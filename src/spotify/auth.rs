use std::{sync::Arc, time::Duration};

use chrono::Utc;
use reqwest::Client;
use serde_json::Value;
use tokio::sync::Mutex;

use crate::{
    Res,
    config,
    errors::CapsuleError,
    management::TokenManager,
    server::start_api_server,
    types::{PkceToken, Token},
    utils, warning,
};

/// Runs the OAuth 2.0 PKCE flow and persists the resulting token.
///
/// 1. Generates a code verifier and its SHA256 challenge
/// 2. Starts the local callback server
/// 3. Opens the authorization URL in the browser
/// 4. Waits up to 60 seconds for the callback to deliver a token
/// 5. Stores the token in the local data directory
///
/// Browser launch failures only produce a warning with the URL to open by
/// hand.
///
/// # Errors
///
/// - [`CapsuleError::Configuration`] when the client id is not configured or
///   the token cannot be persisted
/// - [`CapsuleError::MissingCredential`] when no token arrived in time
pub async fn auth(shared_state: Arc<Mutex<Option<PkceToken>>>) -> Res<Token> {
    let client_id = config::spotify_client_id()?;

    let code_verifier = utils::generate_code_verifier();
    let code_challenge = utils::generate_code_challenge(&code_verifier);

    let server_state = Arc::clone(&shared_state);
    tokio::spawn(async move {
        if let Err(e) = start_api_server(server_state).await {
            warning!("Callback server stopped: {}", e);
        }
    });

    let auth_url = format!(
        "{spotify_auth_url}?client_id={client_id}&response_type=code&redirect_uri={redirect_uri}&code_challenge={code_challenge}&code_challenge_method=S256&scope={scope}",
        spotify_auth_url = config::spotify_apiauth_url(),
        client_id = client_id,
        redirect_uri = config::spotify_redirect_uri(),
        code_challenge = code_challenge,
        scope = config::spotify_scope().replace(' ', "%20")
    );

    // verifier must be in place before the browser can hit the callback
    {
        let mut lock = shared_state.lock().await;
        *lock = Some(PkceToken {
            code_verifier,
            token: None,
        });
    }

    if webbrowser::open(&auth_url).is_err() {
        warning!(
            "Failed to open browser. Please navigate to the following URL manually:\n{}",
            auth_url
        )
    }

    let token = wait_for_token(shared_state)
        .await
        .ok_or(CapsuleError::MissingCredential)?;

    TokenManager::new(token.clone())
        .persist()
        .await
        .map_err(|e| CapsuleError::Configuration(format!("cannot store token: {}", e)))?;

    Ok(token)
}

/// Polls the shared state once a second for up to 60 seconds.
async fn wait_for_token(shared_state: Arc<Mutex<Option<PkceToken>>>) -> Option<Token> {
    use std::time::Instant;

    let max_wait = Duration::from_secs(60);
    let start = Instant::now();

    while start.elapsed() < max_wait {
        let lock = shared_state.lock().await;
        if let Some(token) = lock.as_ref().and_then(|p| p.token.as_ref()) {
            return Some(token.clone());
        }
        drop(lock);
        tokio::time::sleep(Duration::from_secs(1)).await;
    }

    None
}

fn token_from_json(json: &Value, fallback_refresh: &str) -> Token {
    Token {
        access_token: json["access_token"]
            .as_str()
            .unwrap_or_default()
            .to_string(),
        refresh_token: json["refresh_token"]
            .as_str()
            .unwrap_or(fallback_refresh)
            .to_string(),
        scope: json["scope"].as_str().unwrap_or_default().to_string(),
        expires_in: json["expires_in"].as_u64().unwrap_or(3600),
        obtained_at: Utc::now().timestamp() as u64,
    }
}

/// Exchanges a refresh token for a fresh access token.
///
/// Spotify may or may not rotate the refresh token; when the response carries
/// none, the old one is kept.
pub async fn refresh_token(refresh_token: &str) -> Result<Token, String> {
    let client_id = config::spotify_client_id().map_err(|e| e.to_string())?;

    let res = Client::new()
        .post(config::spotify_apitoken_url())
        .form(&[
            ("grant_type", "refresh_token"),
            ("refresh_token", refresh_token),
            ("client_id", client_id.as_str()),
        ])
        .send()
        .await
        .and_then(|r| r.error_for_status())
        .map_err(|e| e.to_string())?;

    let json: Value = res.json().await.map_err(|e| e.to_string())?;
    Ok(token_from_json(&json, refresh_token))
}

/// Exchanges the authorization code from the callback for a token.
///
/// The verifier must be the one whose challenge started the flow.
pub async fn exchange_code_pkce(code: &str, verifier: &str) -> Result<Token, String> {
    let client_id = config::spotify_client_id().map_err(|e| e.to_string())?;
    let redirect_uri = config::spotify_redirect_uri();

    let res = Client::new()
        .post(config::spotify_apitoken_url())
        .form(&[
            ("grant_type", "authorization_code"),
            ("client_id", client_id.as_str()),
            ("code", code),
            ("code_verifier", verifier),
            ("redirect_uri", redirect_uri.as_str()),
        ])
        .send()
        .await
        .and_then(|r| r.error_for_status())
        .map_err(|e| e.to_string())?;

    let json: Value = res.json().await.map_err(|e| e.to_string())?;
    let token = token_from_json(&json, "");
    if token.access_token.is_empty() {
        return Err("token response carried no access token".to_string());
    }
    Ok(token)
}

_EXERCISE AIM_
Would you please write out, exactly and with no other lines, the stretch of the listing above from the line containing "let max_wait = Duration::from_secs(60);" through the line containing "drop(lock);"?

_WRITTEN RESPONSE_
    let max_wait = Duration::from_secs(60);
    let start = Instant::now();

    while start.elapsed() < max_wait {
        let lock = shared_state.lock().await;
        if let Some(token) = lock.as_ref().and_then(|p| p.token.as_ref()) {
            return Some(token.clone());
        }
        drop(lock);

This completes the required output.